In the listing below, locate the line that contains "filename backend/src/main.rs" and the line that contains "The taxonomy mirrors". Restate word for word those two lines and every line between them, and nothing else.
[[ RECORDS TO PROCESS, beginning ]]
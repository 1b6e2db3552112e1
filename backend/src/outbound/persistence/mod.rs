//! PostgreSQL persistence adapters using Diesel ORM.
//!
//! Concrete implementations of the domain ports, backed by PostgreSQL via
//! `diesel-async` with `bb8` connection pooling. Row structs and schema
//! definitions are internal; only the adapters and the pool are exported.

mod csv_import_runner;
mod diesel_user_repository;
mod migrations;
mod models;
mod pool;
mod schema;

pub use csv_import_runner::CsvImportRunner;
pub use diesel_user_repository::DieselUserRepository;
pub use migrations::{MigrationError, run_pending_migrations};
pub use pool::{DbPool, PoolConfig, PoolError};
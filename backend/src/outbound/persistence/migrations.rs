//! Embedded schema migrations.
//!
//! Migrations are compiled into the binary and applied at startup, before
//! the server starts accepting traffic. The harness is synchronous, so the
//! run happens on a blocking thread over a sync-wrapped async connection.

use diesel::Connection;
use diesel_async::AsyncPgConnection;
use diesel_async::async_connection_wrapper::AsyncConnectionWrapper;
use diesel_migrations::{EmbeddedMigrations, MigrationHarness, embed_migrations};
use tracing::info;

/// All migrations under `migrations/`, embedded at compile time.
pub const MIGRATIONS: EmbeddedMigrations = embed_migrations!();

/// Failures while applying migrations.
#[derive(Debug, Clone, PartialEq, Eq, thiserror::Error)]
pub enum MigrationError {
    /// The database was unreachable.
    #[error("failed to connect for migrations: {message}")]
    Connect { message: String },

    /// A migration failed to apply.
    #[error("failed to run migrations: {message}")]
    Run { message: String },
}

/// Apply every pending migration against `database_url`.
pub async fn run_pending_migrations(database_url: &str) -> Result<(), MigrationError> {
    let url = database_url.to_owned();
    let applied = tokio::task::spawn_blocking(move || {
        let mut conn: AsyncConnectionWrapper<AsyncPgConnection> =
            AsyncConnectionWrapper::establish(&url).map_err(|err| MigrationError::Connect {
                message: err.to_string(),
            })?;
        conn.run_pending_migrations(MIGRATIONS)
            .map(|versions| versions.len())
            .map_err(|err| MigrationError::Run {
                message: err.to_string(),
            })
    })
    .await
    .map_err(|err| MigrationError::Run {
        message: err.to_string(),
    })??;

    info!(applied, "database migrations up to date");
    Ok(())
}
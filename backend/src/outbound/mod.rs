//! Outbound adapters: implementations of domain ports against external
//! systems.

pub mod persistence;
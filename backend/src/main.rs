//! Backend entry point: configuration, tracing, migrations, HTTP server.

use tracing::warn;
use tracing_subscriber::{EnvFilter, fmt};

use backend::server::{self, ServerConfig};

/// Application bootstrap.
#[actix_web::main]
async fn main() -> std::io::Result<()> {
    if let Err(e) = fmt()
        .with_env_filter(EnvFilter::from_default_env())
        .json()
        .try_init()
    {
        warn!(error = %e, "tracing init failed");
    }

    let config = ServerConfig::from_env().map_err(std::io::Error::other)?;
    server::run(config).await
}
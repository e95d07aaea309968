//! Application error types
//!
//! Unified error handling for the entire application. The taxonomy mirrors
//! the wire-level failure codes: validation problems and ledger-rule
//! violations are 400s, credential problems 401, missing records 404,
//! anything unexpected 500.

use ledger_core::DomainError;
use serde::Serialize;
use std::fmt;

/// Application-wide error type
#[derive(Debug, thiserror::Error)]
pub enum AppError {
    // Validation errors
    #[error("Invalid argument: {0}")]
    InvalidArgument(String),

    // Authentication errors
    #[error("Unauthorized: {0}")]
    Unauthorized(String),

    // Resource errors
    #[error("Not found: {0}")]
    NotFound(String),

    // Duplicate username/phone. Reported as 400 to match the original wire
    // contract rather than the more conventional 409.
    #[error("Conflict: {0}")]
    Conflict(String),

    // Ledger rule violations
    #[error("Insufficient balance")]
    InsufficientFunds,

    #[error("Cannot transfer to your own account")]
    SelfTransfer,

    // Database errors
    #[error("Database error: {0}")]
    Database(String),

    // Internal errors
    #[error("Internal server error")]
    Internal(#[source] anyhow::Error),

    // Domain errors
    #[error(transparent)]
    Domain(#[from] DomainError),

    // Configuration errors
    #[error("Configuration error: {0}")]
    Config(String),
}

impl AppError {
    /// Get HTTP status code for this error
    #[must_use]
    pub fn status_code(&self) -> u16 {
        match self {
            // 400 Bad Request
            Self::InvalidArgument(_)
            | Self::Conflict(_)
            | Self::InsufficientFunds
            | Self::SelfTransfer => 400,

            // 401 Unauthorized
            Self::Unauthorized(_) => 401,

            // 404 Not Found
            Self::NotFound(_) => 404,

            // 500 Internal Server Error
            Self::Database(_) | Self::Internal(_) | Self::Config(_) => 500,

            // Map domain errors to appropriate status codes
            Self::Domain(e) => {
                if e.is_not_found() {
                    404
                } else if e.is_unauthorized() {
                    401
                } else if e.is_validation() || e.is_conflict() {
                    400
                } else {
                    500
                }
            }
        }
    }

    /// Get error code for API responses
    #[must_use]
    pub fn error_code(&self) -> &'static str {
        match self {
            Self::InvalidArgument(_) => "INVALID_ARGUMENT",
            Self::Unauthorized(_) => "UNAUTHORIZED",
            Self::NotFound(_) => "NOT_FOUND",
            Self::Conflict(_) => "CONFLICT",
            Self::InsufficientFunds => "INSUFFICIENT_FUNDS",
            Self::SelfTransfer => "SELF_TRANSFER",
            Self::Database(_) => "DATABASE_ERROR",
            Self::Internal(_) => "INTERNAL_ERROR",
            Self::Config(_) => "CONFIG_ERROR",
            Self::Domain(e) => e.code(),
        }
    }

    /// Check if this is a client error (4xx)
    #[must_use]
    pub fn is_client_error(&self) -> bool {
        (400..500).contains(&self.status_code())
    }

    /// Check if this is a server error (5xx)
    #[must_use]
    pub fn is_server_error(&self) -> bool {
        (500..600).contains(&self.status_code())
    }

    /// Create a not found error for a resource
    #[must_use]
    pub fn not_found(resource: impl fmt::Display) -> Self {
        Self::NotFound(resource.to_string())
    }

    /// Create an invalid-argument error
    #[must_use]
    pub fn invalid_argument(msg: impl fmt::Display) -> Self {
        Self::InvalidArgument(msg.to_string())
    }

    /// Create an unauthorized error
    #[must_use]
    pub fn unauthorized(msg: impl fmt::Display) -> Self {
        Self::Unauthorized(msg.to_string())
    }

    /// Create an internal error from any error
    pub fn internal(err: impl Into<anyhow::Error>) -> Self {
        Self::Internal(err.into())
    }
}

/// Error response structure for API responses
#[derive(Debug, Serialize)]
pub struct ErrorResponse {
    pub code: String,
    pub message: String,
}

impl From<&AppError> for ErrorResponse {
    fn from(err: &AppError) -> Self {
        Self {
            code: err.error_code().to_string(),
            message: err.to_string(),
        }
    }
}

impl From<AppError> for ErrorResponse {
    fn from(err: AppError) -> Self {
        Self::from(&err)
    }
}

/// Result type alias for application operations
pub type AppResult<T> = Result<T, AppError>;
[[ RECORDS TO PROCESS, end ]]
[[ RECORDS TO PROCESS, beginning ]]
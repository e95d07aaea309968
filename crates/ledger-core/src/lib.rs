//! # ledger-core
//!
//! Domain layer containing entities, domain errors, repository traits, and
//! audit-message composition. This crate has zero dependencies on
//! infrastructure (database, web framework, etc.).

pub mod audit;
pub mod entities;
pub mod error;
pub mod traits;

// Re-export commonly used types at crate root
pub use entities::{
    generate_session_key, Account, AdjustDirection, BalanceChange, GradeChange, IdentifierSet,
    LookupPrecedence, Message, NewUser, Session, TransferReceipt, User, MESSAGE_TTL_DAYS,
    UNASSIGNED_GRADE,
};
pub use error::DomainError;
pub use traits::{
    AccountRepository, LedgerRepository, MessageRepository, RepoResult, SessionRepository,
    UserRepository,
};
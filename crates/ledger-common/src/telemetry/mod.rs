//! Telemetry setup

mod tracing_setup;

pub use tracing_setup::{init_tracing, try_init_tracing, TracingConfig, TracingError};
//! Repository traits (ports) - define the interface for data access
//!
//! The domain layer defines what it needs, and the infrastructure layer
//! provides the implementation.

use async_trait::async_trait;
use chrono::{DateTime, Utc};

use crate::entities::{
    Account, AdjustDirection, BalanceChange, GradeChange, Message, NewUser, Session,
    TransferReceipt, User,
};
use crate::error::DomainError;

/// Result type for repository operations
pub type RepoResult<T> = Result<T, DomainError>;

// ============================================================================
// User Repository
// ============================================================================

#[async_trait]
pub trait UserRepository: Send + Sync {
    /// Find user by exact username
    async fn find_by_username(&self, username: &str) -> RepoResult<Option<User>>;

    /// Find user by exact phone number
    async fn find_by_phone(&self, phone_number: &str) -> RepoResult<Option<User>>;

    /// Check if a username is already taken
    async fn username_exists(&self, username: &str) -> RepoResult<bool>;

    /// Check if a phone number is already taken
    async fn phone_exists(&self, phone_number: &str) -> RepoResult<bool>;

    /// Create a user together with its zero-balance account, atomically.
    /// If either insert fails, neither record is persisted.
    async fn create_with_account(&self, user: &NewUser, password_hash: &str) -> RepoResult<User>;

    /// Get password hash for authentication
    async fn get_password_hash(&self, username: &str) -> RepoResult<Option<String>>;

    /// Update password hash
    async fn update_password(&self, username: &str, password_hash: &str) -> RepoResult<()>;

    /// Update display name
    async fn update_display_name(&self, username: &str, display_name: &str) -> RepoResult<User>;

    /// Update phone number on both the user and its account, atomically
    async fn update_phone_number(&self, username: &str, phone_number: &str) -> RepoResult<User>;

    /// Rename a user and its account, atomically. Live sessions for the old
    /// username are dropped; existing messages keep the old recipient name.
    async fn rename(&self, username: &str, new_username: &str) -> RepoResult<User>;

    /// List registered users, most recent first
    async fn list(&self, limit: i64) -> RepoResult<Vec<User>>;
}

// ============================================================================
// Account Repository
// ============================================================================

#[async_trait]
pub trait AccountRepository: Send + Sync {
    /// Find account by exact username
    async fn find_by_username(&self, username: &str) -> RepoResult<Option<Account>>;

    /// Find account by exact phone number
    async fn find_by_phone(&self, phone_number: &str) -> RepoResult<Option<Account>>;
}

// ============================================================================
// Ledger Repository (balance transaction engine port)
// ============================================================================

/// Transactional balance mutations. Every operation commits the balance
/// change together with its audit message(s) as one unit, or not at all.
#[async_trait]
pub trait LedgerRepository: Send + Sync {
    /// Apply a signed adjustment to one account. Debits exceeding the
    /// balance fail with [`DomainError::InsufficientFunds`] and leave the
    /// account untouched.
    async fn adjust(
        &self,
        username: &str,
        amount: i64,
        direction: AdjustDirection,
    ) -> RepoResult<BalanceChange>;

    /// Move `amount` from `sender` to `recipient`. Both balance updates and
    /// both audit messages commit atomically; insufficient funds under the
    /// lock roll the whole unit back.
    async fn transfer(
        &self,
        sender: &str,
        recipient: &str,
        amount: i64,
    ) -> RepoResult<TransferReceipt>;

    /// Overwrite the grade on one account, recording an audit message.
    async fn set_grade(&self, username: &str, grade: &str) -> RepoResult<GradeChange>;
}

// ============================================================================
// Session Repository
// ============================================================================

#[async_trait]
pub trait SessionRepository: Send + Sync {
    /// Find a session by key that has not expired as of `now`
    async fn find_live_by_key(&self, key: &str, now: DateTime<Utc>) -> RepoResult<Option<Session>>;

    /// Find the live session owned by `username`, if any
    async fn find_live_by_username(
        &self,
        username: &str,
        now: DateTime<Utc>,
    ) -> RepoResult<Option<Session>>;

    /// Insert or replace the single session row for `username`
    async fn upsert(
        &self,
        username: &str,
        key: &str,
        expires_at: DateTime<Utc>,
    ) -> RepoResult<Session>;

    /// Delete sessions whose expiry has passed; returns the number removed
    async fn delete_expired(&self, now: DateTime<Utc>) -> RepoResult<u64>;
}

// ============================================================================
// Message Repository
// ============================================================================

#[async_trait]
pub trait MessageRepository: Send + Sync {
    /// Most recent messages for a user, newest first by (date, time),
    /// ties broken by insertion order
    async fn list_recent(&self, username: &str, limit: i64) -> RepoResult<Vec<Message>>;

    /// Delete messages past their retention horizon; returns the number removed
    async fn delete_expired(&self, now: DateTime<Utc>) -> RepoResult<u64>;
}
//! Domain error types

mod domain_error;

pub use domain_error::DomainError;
[[ RECORDS TO PROCESS, end ]]
[[ RECORDS TO PROCESS, beginning ]]
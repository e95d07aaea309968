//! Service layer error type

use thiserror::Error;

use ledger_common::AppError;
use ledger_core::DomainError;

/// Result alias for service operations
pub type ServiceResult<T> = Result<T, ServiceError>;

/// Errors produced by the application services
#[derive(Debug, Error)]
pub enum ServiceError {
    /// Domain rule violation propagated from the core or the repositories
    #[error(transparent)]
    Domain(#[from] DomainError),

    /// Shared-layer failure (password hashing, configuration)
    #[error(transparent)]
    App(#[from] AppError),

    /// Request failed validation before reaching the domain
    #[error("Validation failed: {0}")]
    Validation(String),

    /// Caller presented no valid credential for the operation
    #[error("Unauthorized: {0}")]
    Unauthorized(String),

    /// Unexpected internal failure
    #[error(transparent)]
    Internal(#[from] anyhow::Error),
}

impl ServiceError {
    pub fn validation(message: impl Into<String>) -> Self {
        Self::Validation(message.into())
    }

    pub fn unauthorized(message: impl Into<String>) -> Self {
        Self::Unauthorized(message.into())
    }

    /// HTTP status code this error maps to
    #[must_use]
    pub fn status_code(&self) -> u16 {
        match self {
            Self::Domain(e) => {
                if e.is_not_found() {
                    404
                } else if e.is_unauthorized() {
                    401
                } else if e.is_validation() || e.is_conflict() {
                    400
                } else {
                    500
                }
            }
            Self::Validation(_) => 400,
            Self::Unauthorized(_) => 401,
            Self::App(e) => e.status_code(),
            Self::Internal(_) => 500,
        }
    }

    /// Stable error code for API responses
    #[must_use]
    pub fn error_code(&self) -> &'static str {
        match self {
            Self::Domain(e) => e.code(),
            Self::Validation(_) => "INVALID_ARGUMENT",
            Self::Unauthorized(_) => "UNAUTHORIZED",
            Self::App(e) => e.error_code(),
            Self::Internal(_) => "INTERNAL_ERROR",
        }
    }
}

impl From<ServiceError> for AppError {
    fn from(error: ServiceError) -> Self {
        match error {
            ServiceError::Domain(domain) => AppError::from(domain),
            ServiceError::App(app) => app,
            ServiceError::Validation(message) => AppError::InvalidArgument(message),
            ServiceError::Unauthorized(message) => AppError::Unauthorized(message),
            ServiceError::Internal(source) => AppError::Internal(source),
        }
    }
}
[[ RECORDS TO PROCESS, end ]]
EXERCISE RESULT:
filename backend/src/main.rs
//! Backend entry point: configuration, tracing, migrations, HTTP server.

use tracing::warn;
use tracing_subscriber::{EnvFilter, fmt};

use backend::server::{self, ServerConfig};

/// Application bootstrap.
#[actix_web::main]
async fn main() -> std::io::Result<()> {
    if let Err(e) = fmt()
        .with_env_filter(EnvFilter::from_default_env())
        .json()
        .try_init()
    {
        warn!(error = %e, "tracing init failed");
    }

    let config = ServerConfig::from_env().map_err(std::io::Error::other)?;
    server::run(config).await
}
repository e95d07aaea309968
//! Application error types
//!
//! Unified error handling for the entire application. The taxonomy mirrors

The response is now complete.